Dr Petra Tjitske Kalshoven is a Dalton research fellow at the University of Manchester.
As an anthropologist with The University of Manchester since 2009, Petra Tjitske Kalshoven draws on a background that combines the Humanities and Social Sciences (M.A. Classical Languages and Cultures, Leiden University; Ph.D. Cultural Anthropology, McGill University). Kalshoven conceives of human life as a series of rehearsals for things that never quite come to pass. She focuses on skilled manifestations of human curiosity, simulation, play, and rhetoric, and the role of repetition in these practices. Her fields of research have ranged from reenactment to taxidermy to nuclear decommissioning.
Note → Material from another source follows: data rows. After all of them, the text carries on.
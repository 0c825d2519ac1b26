use super::{Entry, SignTransaction, Store};
use crate::address::EthPublicKey;
use crate::hash::sha256;
use crate::settings::{Shared, Stored};
use crate::Error;
use async_trait::async_trait;
use parking_lot::Mutex;
use serde::{Deserialize, Serialize};
use std::collections::BTreeMap;
use std::sync::Arc;

const VERSION: u32 = 1;

/// Entries of every account, keyed by public key hex.
#[derive(Clone, Debug, PartialEq, Serialize, Deserialize)]
struct Entries {
    version: u32,
    accounts: BTreeMap<String, Vec<Entry>>,
}

impl Default for Entries {
    fn default() -> Self {
        Entries {
            version: VERSION,
            accounts: BTreeMap::new(),
        }
    }
}

/// Entries kept in local storage, shared with other tabs.
pub struct OfflineStore {
    account: String,
    entries: Stored<Entries>,
    write: Mutex<()>,
}

impl OfflineStore {
    /// Store of the account with `key`, in `<prefix>:store:entries`.
    pub fn new(key: &EthPublicKey, shared: Arc<Shared>) -> Self {
        let prefix = shared.key("store");
        OfflineStore {
            account: key.to_hex(),
            entries: Stored::new(shared, &prefix, "entries", Entries::default()).broadcast(),
            write: Mutex::new(()),
        }
    }

    fn load(&self) -> Entries {
        let entries = self.entries.get();
        if entries.version == VERSION {
            entries
        } else {
            Entries::default()
        }
    }

    /// Appends without signing anything.
    pub fn push(&self, entry: Entry) -> Result<(), Error> {
        let _guard = self.write.lock();
        let mut entries = self.load();
        entries
            .accounts
            .entry(self.account.clone())
            .or_default()
            .push(entry);
        self.entries.set(entries)
    }
}

/// Hash of an offline entry: SHA-256 of its JSON.
pub fn entry_hash(entry: &Entry) -> Result<[u8; 32], Error> {
    Ok(sha256(serde_json::to_vec(entry)?))
}

#[async_trait]
impl Store for OfflineStore {
    fn entries(&self) -> Vec<Entry> {
        self.load()
            .accounts
            .remove(&self.account)
            .unwrap_or_default()
    }

    fn get(&self, hash: &[u8; 32]) -> Option<Entry> {
        self.entries()
            .into_iter()
            .find(|e| entry_hash(e).map_or(false, |h| &h == hash))
    }

    async fn add(&self, _sign: &dyn SignTransaction, entry: Entry) -> Result<bool, Error> {
        self.push(entry)?;
        Ok(true)
    }
}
As a member of The University of Manchester’s social and nuclear research network The Beam since 2017, Kalshoven adopts an anthropological perspective in order to situate the Sellafield nuclear site in its contemporary West Cumbrian context in North West England.
About the talk:
“Mention the name ‘Sellafield’ in the UK, and people will react. Some associate the site in West Cumbria with pioneering scientific work, others remember environmental or administrative cock-ups, and many will express dismay with the nuclear hazards lurking in old buildings and in tonnes of stored plutonium on site. In my talk, I will provide a view of Sellafield from close-up. Since 2017, I have carried out fieldwork at and around the Sellafield nuclear facilities. I seek to gain insights into the social dynamics and politics in which Sellafield and West Cumbria are entangled, in what I have found to be a close embrace. Now that Sellafield is entering full decommissioning, ending its nuclear operations, a long process of change is set in motion, with impacts on the site itself and on the surrounding area.”